Laurent Pinsolle : François Hollande, entre impuissance, esquives et faux semblants
Hier soir, François Hollande intervenait sur France 2 dans un contexte d’impopularité record. S’il s’est voulu volontiers combatif dans la forme, le pédalo présidentiel continue à tourner à vide sur le fond, rabâchant des mesures qui ne donnent et ne donneront rien. Pas de remise en cause, juste des rustines.
L’impasse de la croissance
Le président de la République a eu bien du culot d’affirmer que « nous n’avions pas anticipé que cette crise allait durer plus longtemps que prévu ». Ce faisant, il se place comme un commentateur de l’actualité et non comme un acteur. Car si on ne peut pas lui imputer la responsabilité du niveau de la croissance pour 2012, en revanche, il est bel et bien responsable de ce qui va arriver en 2013. Et il est bien évident, comme l’a souligné Jacques Sapir sur Twitter, que les plans d’austérité mis en place à son arrivée au pouvoir allaient avoir un impact significatif (et négatif) sur la croissance.
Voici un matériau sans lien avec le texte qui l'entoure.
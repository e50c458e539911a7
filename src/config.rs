//! Render options shared by the core entry points and the CLI.

use serde::{Deserialize, Serialize};

use crate::error::{EmojiError, Result};
use crate::types::{check_size, DEFAULT_SIZE, MAX_SIZE};

/// Longest animation loop accepted.
pub const MAX_FRAMES: u32 = 120;

/// Tunable knobs for a single generation call.
///
/// Every field has a default matching the classic emoji look; callers
/// override what they need with struct update syntax.
#[derive(Debug, Clone, PartialEq, Serialize, Deserialize)]
#[serde(default)]
pub struct RenderOptions {
    /// Canvas side in pixels.
    pub size: u32,

    /// Number of animation frames.
    pub frames: u32,

    /// Display duration of each animation frame.
    pub frame_delay_ms: u16,

    /// Peak vertical displacement of the bounce, in pixels. Capped at the
    /// canvas size when frames are synthesized.
    pub bounce_px: u32,

    /// Bits per channel kept when posterizing sampled photos (1..=8).
    pub posterize_bits: u8,

    /// Side of the square a photo is resized to before sampling.
    pub working_size: u32,
}

impl Default for RenderOptions {
    fn default() -> Self {
        Self {
            size: DEFAULT_SIZE,
            frames: 6,
            frame_delay_ms: 80,
            bounce_px: 6,
            posterize_bits: 3,
            working_size: 256,
        }
    }
}

impl RenderOptions {
    /// Options with a different canvas size.
    pub fn with_size(size: u32) -> Self {
        Self {
            size,
            ..Self::default()
        }
    }

    /// Check every field, reporting the first bad one.
    pub fn validate(&self) -> Result<()> {
        check_size(self.size)?;
        if self.frames == 0 {
            return Err(EmojiError::InvalidParameter {
                message: "frame count must be positive".to_string(),
                help: Some("The default loop uses 6 frames".to_string()),
            });
        }
        if self.frames > MAX_FRAMES {
            return Err(EmojiError::InvalidParameter {
                message: format!("{} frames is too many", self.frames),
                help: Some(format!("Use at most {} frames", MAX_FRAMES)),
            });
        }
        if self.frame_delay_ms == 0 {
            return Err(EmojiError::invalid("frame delay must be positive"));
        }
        if self.working_size < 8 {
            return Err(EmojiError::invalid(format!(
                "working size {} is too small to sample",
                self.working_size
            )));
        }
        if self.working_size > MAX_SIZE {
            return Err(EmojiError::invalid(format!(
                "working size {} exceeds the {}px limit",
                self.working_size, MAX_SIZE
            )));
        }
        if self.bounce_px > MAX_SIZE {
            return Err(EmojiError::invalid(format!(
                "bounce of {}px exceeds the {}px limit",
                self.bounce_px, MAX_SIZE
            )));
        }
        Ok(())
    }
}

#[cfg(test)]
mod tests {
    use super::*;

    #[test]
    fn test_defaults() {
        let opts = RenderOptions::default();
        assert_eq!(opts.size, 256);
        assert_eq!(opts.frames, 6);
        assert_eq!(opts.frame_delay_ms, 80);
        assert!(opts.validate().is_ok());
    }

    #[test]
    fn test_validate_rejects_zero_frames() {
        let opts = RenderOptions {
            frames: 0,
            ..RenderOptions::default()
        };
        assert!(matches!(
            opts.validate(),
            Err(EmojiError::InvalidParameter { .. })
        ));
    }

    #[test]
    fn test_validate_rejects_zero_size() {
        assert!(RenderOptions::with_size(0).validate().is_err());
    }

    #[test]
    fn test_validate_rejects_huge_bounce() {
        let opts = RenderOptions {
            bounce_px: u32::MAX,
            ..RenderOptions::with_size(32)
        };
        assert!(matches!(
            opts.validate(),
            Err(EmojiError::InvalidParameter { .. })
        ));
        // The default bounce is fine even on canvases smaller than it.
        assert!(RenderOptions::with_size(4).validate().is_ok());
    }

    #[test]
    fn test_validate_rejects_huge_working_size() {
        let opts = RenderOptions {
            working_size: 1_000_000,
            ..RenderOptions::default()
        };
        assert!(opts.validate().is_err());
    }

    #[test]
    fn test_validate_rejects_too_many_frames() {
        let opts = RenderOptions {
            frames: MAX_FRAMES + 1,
            ..RenderOptions::default()
        };
        assert!(opts.validate().is_err());
    }

    #[test]
    fn test_partial_json_uses_defaults() {
        let opts: RenderOptions = serde_json::from_str(r#"{"size": 64}"#).unwrap();
        assert_eq!(opts.size, 64);
        assert_eq!(opts.frames, 6);
    }
}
A ce titre, il est risible qu’il ait osé dire que « prolonger l’austérité, c’est le risque de ne pas aboutir à réduire les déficits et la certitude d’avoir des gouvernements impopulaires dont les populistes feront une bouchée le moment venu ». Si le constat est juste, il faut noter que nous le disions il y a plus de trois ans déjà et surtout que, comme sous Nicolas Sarkozy, le président de la République tient un discours et fait autre chose. Car dans les faits, il a été le premier à prolonger l’austérité, même s’il a fini par renoncer à l’objectif de réduction du déficit public à 3% du PIB dès 2013.